(Beginning of GIVEN DATA)
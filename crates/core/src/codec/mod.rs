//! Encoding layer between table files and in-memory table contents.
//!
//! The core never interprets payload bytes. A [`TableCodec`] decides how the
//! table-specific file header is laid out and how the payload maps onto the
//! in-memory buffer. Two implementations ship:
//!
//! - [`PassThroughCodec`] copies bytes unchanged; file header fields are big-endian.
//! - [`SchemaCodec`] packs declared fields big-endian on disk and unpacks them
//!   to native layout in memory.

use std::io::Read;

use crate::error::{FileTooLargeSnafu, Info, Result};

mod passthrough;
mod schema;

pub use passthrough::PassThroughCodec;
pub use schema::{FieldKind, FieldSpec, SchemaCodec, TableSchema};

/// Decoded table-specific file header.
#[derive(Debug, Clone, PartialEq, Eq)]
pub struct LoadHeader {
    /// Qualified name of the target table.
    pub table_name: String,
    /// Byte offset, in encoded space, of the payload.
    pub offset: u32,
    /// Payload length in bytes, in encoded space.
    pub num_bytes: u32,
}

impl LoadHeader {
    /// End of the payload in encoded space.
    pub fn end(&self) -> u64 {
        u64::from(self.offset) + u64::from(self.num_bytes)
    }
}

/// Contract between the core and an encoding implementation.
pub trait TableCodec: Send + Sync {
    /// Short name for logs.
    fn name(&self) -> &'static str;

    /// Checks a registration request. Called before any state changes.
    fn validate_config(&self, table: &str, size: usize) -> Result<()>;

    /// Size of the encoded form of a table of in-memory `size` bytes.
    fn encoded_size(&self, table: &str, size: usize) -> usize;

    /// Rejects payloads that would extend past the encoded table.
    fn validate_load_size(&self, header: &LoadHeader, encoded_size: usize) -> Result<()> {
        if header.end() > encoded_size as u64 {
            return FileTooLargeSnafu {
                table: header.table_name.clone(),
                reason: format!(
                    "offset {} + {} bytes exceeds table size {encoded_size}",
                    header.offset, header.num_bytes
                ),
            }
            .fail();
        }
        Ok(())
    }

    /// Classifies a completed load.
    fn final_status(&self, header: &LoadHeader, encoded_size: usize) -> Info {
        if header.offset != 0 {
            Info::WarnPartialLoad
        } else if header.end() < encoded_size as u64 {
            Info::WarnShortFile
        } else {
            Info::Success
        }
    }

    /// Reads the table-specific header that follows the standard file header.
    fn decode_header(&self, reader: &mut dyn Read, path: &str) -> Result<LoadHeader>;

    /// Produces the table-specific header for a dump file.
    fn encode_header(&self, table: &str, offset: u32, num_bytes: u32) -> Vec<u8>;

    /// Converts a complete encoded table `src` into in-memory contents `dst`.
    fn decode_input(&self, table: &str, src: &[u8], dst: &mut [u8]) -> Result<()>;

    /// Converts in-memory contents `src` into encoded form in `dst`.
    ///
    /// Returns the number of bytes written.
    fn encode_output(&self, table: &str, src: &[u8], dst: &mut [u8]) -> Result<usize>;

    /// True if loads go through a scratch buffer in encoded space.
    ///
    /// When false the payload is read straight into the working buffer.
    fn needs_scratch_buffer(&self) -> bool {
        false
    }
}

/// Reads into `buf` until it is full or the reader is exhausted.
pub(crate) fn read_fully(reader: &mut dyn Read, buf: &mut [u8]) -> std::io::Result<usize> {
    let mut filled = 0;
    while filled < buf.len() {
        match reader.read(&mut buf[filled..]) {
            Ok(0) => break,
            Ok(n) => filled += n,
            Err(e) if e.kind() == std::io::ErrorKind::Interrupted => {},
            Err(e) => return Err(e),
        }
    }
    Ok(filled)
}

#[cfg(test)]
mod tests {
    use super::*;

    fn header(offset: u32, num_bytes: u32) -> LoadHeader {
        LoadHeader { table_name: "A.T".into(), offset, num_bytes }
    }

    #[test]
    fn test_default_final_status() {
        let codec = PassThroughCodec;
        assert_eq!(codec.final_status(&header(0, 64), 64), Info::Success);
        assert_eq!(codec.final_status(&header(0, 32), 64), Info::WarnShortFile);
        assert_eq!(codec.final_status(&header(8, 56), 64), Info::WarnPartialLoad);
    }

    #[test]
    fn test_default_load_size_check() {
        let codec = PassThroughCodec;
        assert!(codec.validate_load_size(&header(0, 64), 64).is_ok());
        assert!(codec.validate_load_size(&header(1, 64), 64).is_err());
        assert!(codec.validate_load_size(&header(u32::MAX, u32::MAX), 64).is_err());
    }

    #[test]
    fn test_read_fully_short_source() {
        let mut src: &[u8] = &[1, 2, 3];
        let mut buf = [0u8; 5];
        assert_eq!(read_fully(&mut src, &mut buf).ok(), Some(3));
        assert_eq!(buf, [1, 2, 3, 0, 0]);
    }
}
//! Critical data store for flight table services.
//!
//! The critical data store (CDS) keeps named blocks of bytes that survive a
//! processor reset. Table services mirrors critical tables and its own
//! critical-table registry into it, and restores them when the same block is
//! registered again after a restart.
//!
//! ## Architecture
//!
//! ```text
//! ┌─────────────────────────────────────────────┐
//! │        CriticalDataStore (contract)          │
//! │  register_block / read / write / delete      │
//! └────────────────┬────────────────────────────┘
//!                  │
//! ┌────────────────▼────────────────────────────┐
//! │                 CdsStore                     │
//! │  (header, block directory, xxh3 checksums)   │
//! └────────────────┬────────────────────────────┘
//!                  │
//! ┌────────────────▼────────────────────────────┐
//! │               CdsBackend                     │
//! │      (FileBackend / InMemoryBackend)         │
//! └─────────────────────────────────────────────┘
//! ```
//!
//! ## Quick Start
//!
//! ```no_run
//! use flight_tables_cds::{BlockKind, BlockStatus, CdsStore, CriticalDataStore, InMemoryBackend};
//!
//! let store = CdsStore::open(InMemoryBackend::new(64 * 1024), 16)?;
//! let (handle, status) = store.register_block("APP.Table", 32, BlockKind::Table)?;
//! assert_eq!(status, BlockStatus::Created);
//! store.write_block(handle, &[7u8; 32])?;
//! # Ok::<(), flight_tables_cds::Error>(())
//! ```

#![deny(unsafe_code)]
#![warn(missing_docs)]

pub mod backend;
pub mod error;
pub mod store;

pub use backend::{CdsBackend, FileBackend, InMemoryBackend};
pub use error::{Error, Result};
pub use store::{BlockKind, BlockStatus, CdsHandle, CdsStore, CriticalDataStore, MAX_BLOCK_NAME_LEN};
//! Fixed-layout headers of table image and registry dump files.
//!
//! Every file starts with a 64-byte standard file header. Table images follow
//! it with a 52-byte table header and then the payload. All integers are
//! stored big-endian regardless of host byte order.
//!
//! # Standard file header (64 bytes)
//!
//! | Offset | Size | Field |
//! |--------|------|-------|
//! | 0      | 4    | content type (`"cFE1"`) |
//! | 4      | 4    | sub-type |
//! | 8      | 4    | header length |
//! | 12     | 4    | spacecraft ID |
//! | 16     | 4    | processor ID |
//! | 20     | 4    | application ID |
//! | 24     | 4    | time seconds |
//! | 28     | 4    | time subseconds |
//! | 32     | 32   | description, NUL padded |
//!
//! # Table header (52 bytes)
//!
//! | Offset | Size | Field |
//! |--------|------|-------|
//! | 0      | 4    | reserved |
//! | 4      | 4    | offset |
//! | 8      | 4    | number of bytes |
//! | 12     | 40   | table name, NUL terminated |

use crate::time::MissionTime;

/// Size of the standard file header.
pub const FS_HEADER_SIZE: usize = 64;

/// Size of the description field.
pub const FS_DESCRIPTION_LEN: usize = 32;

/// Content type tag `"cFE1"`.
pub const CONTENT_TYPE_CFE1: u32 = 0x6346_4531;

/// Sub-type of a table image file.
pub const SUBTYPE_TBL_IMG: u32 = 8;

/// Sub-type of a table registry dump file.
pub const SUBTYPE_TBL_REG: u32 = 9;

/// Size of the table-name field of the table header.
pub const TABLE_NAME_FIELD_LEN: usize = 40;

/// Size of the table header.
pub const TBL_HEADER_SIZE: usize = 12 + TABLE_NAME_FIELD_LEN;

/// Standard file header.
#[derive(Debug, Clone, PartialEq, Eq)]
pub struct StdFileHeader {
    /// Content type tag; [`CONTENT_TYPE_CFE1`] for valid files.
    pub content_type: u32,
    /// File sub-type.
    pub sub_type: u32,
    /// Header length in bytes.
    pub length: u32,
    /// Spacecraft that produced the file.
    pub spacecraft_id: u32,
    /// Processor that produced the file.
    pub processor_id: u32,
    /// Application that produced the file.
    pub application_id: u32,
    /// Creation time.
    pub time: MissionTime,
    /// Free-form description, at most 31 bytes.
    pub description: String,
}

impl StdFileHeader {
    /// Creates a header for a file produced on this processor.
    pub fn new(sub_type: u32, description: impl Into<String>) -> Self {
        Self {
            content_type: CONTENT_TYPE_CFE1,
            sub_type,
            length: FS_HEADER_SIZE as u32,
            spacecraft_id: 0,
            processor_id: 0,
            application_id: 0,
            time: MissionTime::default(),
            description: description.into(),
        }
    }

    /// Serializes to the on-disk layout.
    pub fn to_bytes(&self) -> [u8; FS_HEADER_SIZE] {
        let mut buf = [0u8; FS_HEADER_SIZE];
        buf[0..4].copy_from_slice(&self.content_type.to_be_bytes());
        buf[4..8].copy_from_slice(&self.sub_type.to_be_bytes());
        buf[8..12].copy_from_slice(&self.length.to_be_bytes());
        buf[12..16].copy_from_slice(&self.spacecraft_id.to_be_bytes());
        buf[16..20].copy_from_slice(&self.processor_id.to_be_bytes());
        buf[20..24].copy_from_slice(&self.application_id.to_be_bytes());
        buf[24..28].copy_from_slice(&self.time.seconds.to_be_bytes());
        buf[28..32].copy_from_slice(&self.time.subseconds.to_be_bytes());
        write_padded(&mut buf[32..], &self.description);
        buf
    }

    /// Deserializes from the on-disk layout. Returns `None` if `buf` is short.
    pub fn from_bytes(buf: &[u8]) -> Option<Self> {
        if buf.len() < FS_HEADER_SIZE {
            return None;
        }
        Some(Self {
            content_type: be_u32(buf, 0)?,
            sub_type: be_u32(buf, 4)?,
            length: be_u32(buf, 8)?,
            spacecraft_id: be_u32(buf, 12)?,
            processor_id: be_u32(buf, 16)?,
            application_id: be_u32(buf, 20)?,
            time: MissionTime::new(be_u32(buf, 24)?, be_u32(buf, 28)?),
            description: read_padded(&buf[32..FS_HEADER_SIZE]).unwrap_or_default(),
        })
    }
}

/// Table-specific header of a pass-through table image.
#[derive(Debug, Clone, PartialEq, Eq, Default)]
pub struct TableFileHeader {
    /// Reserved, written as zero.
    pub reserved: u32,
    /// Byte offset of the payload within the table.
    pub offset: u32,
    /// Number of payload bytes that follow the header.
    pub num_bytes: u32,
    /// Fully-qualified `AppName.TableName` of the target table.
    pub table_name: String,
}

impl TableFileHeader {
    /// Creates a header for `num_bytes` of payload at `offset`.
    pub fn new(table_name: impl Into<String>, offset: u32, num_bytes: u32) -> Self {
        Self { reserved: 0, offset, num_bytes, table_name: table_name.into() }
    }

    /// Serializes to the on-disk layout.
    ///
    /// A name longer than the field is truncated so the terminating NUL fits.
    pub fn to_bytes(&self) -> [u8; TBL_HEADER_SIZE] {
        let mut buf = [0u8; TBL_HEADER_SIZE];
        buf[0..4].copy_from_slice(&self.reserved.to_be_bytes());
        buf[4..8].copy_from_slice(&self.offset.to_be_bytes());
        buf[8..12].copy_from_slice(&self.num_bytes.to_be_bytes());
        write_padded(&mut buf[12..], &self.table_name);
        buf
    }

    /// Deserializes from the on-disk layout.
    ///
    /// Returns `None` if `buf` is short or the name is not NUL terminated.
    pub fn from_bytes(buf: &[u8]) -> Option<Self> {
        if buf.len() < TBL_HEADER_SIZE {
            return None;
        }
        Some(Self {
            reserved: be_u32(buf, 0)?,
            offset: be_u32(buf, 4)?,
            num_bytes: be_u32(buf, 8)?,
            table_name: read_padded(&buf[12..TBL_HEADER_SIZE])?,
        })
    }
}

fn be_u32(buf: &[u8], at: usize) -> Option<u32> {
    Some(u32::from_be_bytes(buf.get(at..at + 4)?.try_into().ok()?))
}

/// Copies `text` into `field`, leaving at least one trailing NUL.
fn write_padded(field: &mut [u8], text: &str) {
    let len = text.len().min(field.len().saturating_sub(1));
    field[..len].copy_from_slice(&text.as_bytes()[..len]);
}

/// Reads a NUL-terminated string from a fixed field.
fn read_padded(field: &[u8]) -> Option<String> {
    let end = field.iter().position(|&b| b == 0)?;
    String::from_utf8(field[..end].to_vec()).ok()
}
(End of GIVEN DATA)
YOUR INSTRUCTIONS:
What you output must be the lines from the opening of the material above up to and including the line with "pub use passthrough::PassThroughCodec;", reproduced exactly.

ANSWER FOR THE TASK:
filename crates/core/src/codec/mod.rs
//! Encoding layer between table files and in-memory table contents.
//!
//! The core never interprets payload bytes. A [`TableCodec`] decides how the
//! table-specific file header is laid out and how the payload maps onto the
//! in-memory buffer. Two implementations ship:
//!
//! - [`PassThroughCodec`] copies bytes unchanged; file header fields are big-endian.
//! - [`SchemaCodec`] packs declared fields big-endian on disk and unpacks them
//!   to native layout in memory.

use std::io::Read;

use crate::error::{FileTooLargeSnafu, Info, Result};

mod passthrough;
mod schema;

pub use passthrough::PassThroughCodec;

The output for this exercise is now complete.